Is Rally a good choice to create data lake?

hey there,
regularly I have to create a clusters from scratch and test their performances when indices contain data at least from 20 days. The possibility to have a data lake will give me the chance to avoid to wait for that period. So I started to think about Rally usage.

I tried to create a custom track from an already existing index on a test cluster.
Operation was completed correctly but I would like to know if, from your point of view, this could be a good way to create a data lake.

thanks

What exactly do you mean by data lake here?

The chance to have every time I need a set of data (documents) to fill my new cluster.
With a custom track saved wherever I want, I could load it into the cluster and speed up the operation since I am quite sure that Rally will be faster than real day-by-day ingest operation (i.e. Rally will take 1-2 days to bulk 20 days of documents).

The by far fastest way to load data large volumes of data into a cluster for testing is by restoring a saved snapshot. This naturally means that the data will be covering a set time period rather than the last X days but that might be good enough for some types of performance testing, which you can perform using Rally.

1 Like

thanks, this could be a good idea. But I have one doubt: Rally will compress (and then will uncompress, I know) the track, while snapshot will not do that. Is it a downside for snapshot approach?

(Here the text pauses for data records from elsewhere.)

//! Client-side travel recovery: the advisory shadow cache, the
//! reconciliation protocol, and a poll-driven status watcher.
//!
//! The cache exists only to restore a countdown UI after a reload. It is
//! never the source of truth; every entry must pass through [`reconcile`]
//! against the authoritative travel status before being shown as fact.
use serde::{Deserialize, Serialize};

use crate::city::City;
use crate::commodity::COMMODITY_COUNT;
use crate::feed::PriceFeed;
use crate::merchant::MerchantId;
use crate::travel::{TravelError, TravelStatus};
use crate::world::World;

/// Storage key clients persist the cache entry under.
pub const TRAVEL_CACHE_KEY: &str = "merchantquest_travel_state";

/// Client-side lifecycle of a trip, as last seen by the UI.
#[derive(Debug, Clone, Copy, PartialEq, Eq, Serialize, Deserialize)]
#[serde(rename_all = "snake_case")]
pub enum TravelPhase {
    Idle,
    Starting,
    Traveling,
    Completing,
}

/// Advisory record of an in-flight trip, persisted by the client.
#[derive(Debug, Clone, PartialEq, Eq, Serialize, Deserialize)]
pub struct TravelCacheEntry {
    pub merchant_id: MerchantId,
    pub destination: City,
    pub start_time: u64,
    pub duration: u64,
    pub phase: TravelPhase,
}

impl TravelCacheEntry {
    /// Seconds this entry believes remain; advisory only.
    #[must_use]
    pub const fn remaining(&self, now: u64) -> u64 {
        (self.start_time + self.duration).saturating_sub(now)
    }

    /// Serialize for storage.
    ///
    /// # Errors
    ///
    /// Returns an error if serialization fails.
    pub fn to_json(&self) -> Result<String, serde_json::Error> {
        serde_json::to_string(self)
    }

    /// Deserialize from storage; a corrupt entry is simply absent.
    #[must_use]
    pub fn from_json(raw: &str) -> Option<Self> {
        serde_json::from_str(raw).ok()
    }
}

/// What a reconnecting client should do next.
#[derive(Debug, Clone, Copy, PartialEq, Eq)]
pub enum Recovery {
    /// Arrival time has passed; attempt `complete_travel` immediately.
    CompleteNow { destination: City },
    /// Still in transit; resume the countdown and schedule completion.
    ResumeCountdown { destination: City, remaining: u64 },
    /// Not traveling; any cached entry is stale and must be dropped.
    DiscardCache,
    /// Not traveling and nothing cached; nothing to do.
    Idle,
}

/// Reconcile a (possibly stale, possibly missing) cache entry against the
/// authoritative travel status.
///
/// The authoritative status alone decides the action; the cache only
/// determines whether there is anything to discard. An entry cached for a
/// different merchant is treated as stale.
#[must_use]
pub fn reconcile(
    cache: Option<&TravelCacheEntry>,
    merchant: MerchantId,
    status: &TravelStatus,
) -> Recovery {
    if status.is_traveling {
        if status.time_remaining == 0 {
            return Recovery::CompleteNow {
                destination: status.to_city,
            };
        }
        return Recovery::ResumeCountdown {
            destination: status.to_city,
            remaining: status.time_remaining,
        };
    }
    match cache {
        Some(entry) => {
            if entry.merchant_id != merchant {
                log::debug!(
                    "discarding travel cache for {} while reconciling {merchant}",
                    entry.merchant_id
                );
            }
            Recovery::DiscardCache
        }
        None => Recovery::Idle,
    }
}

/// Poll-driven observer over one merchant's travel status and the global
/// price board.
///
/// `poll` never blocks; the caller owns the cadence. Arrived-but-
/// uncompleted trips are healed in place, so any polling client un-sticks
/// them, including one that never started the trip.
pub struct StatusWatcher {
    owner: String,
    merchant: MerchantId,
    last_status: Option<TravelStatus>,
    last_prices: Option<[u64; COMMODITY_COUNT]>,
    on_travel: Option<Box<dyn FnMut(&TravelStatus)>>,
    on_prices: Option<Box<dyn FnMut(&[u64; COMMODITY_COUNT])>>,
}

impl StatusWatcher {
    #[must_use]
    pub fn new(owner: &str, merchant: MerchantId) -> Self {
        Self {
            owner: owner.to_string(),
            merchant,
            last_status: None,
            last_prices: None,
            on_travel: None,
            on_prices: None,
        }
    }

    /// Invoke the callback whenever the observed travel status changes.
    pub fn on_travel_change(&mut self, callback: impl FnMut(&TravelStatus) + 'static) {
        self.on_travel = Some(Box::new(callback));
    }

    /// Invoke the callback whenever any derived price changes.
    pub fn on_price_change(&mut self, callback: impl FnMut(&[u64; COMMODITY_COUNT]) + 'static) {
        self.on_prices = Some(Box::new(callback));
    }

    /// One observation cycle: fetch status, auto-heal if arrived, fetch
    /// prices, and fire change callbacks.
    ///
    /// # Errors
    ///
    /// Returns an error only if the merchant is unknown; travel races are
    /// absorbed (another client completing first is the protocol working).
    pub fn poll<F: PriceFeed>(
        &mut self,
        world: &mut World<F>,
        now: u64,
    ) -> Result<TravelStatus, TravelError> {
        let mut status = world.get_travel_status(self.merchant, now)?;

        if status.is_traveling && status.time_remaining == 0 {
            match world.complete_travel(&self.owner, self.merchant, now) {
                Ok(city) => {
                    log::info!("watcher healed stuck travel for {}: arrived {city}", self.merchant);
                }
                Err(TravelError::NotTraveling) => {
                    // Another client won the race; benign.
                }
                Err(err) => {
                    log::warn!("auto-heal for {} failed: {err}", self.merchant);
                }
            }
            status = world.get_travel_status(self.merchant, now)?;
        }

        if self.last_status != Some(status) {
            if let Some(callback) = self.on_travel.as_mut() {
                callback(&status);
            }
            self.last_status = Some(status);
        }

        let prices = world.oracle().get_all_prices();
        if self.last_prices != Some(prices) {
            if let Some(callback) = self.on_prices.as_mut() {
                callback(&prices);
            }
            self.last_prices = Some(prices);
        }

        Ok(status)
    }
}

impl std::fmt::Debug for StatusWatcher {
    fn fmt(&self, f: &mut std::fmt::Formatter<'_>) -> std::fmt::Result {
        f.debug_struct("StatusWatcher")
            .field("owner", &self.owner)
            .field("merchant", &self.merchant)
            .field("last_status", &self.last_status)
            .field("last_prices", &self.last_prices)
            .finish_non_exhaustive()
    }
}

Indices are already compressed (although not quite as well as compressed JSON data) and you save a lot of time and resources as data does not need to be indexed. I have previously used this method to quickly restore terabytes of data to clusters for performance testing where indexing the full data set would have taken a lot longer.

2 Likes

Using Rally I have this scenario:

150 millions of docs
44 gb compressed
700 gb uncompressed (I suppose including 1 replica)

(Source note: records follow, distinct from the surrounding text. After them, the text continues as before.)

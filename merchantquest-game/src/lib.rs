//! MerchantQuest Core Engine
//!
//! Platform-agnostic game logic for the MerchantQuest trading game: the
//! price oracle engine, the travel state machine, and the world service
//! that ties merchants, cities, and trading together. This crate has no UI,
//! no wallet plumbing, and no network transport; those live in the
//! embedding and call in through the interfaces exposed here.

pub mod city;
pub mod client;
pub mod commodity;
pub mod constants;
pub mod events;
pub mod feed;
pub mod merchant;
pub mod oracle;
pub mod travel;
pub mod world;

// Re-export commonly used types
pub use city::{CITY_COUNT, City, CityInfo};
pub use client::{
    Recovery, StatusWatcher, TRAVEL_CACHE_KEY, TravelCacheEntry, TravelPhase, reconcile,
};
pub use commodity::{COMMODITY_COUNT, Commodity, ReferenceAsset};
pub use constants::{BP_SCALE, TREND_MAX_BP, TREND_MIN_BP, TREND_NEUTRAL_BP};
pub use events::{GAME_EVENTS, GameEvent, MarketScenario};
pub use feed::{FeedError, FeedReading, PriceFeed, SimulatedFeed, StaticFeed};
pub use merchant::{Holding, Merchant, MerchantId};
pub use oracle::{OracleError, PriceBreakdown, PriceOracle, PriceState};
pub use travel::{TravelError, TravelState, TravelStatus, travel_duration};
pub use world::{TradeError, TradeReceipt, TradeSide, World, WorldError};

Could I get a similar result also with snapshot?
Apart from that, can you explain the sentence "save time as data does not need to be indexed"?

Restoring a snapshot is a LOT faster and more efficient than indexing the same amount of data. If you want to build up even larger data volumes you can even restore the same snapshot multiple times if you rename the indices when you restore.

You can naturally also combine the two methods and restore a background data set using snapshots and at gbe same time index new data using Rally.

2 Likes

ok, I will give a chance also to snapshot idea :grinning:
Thanks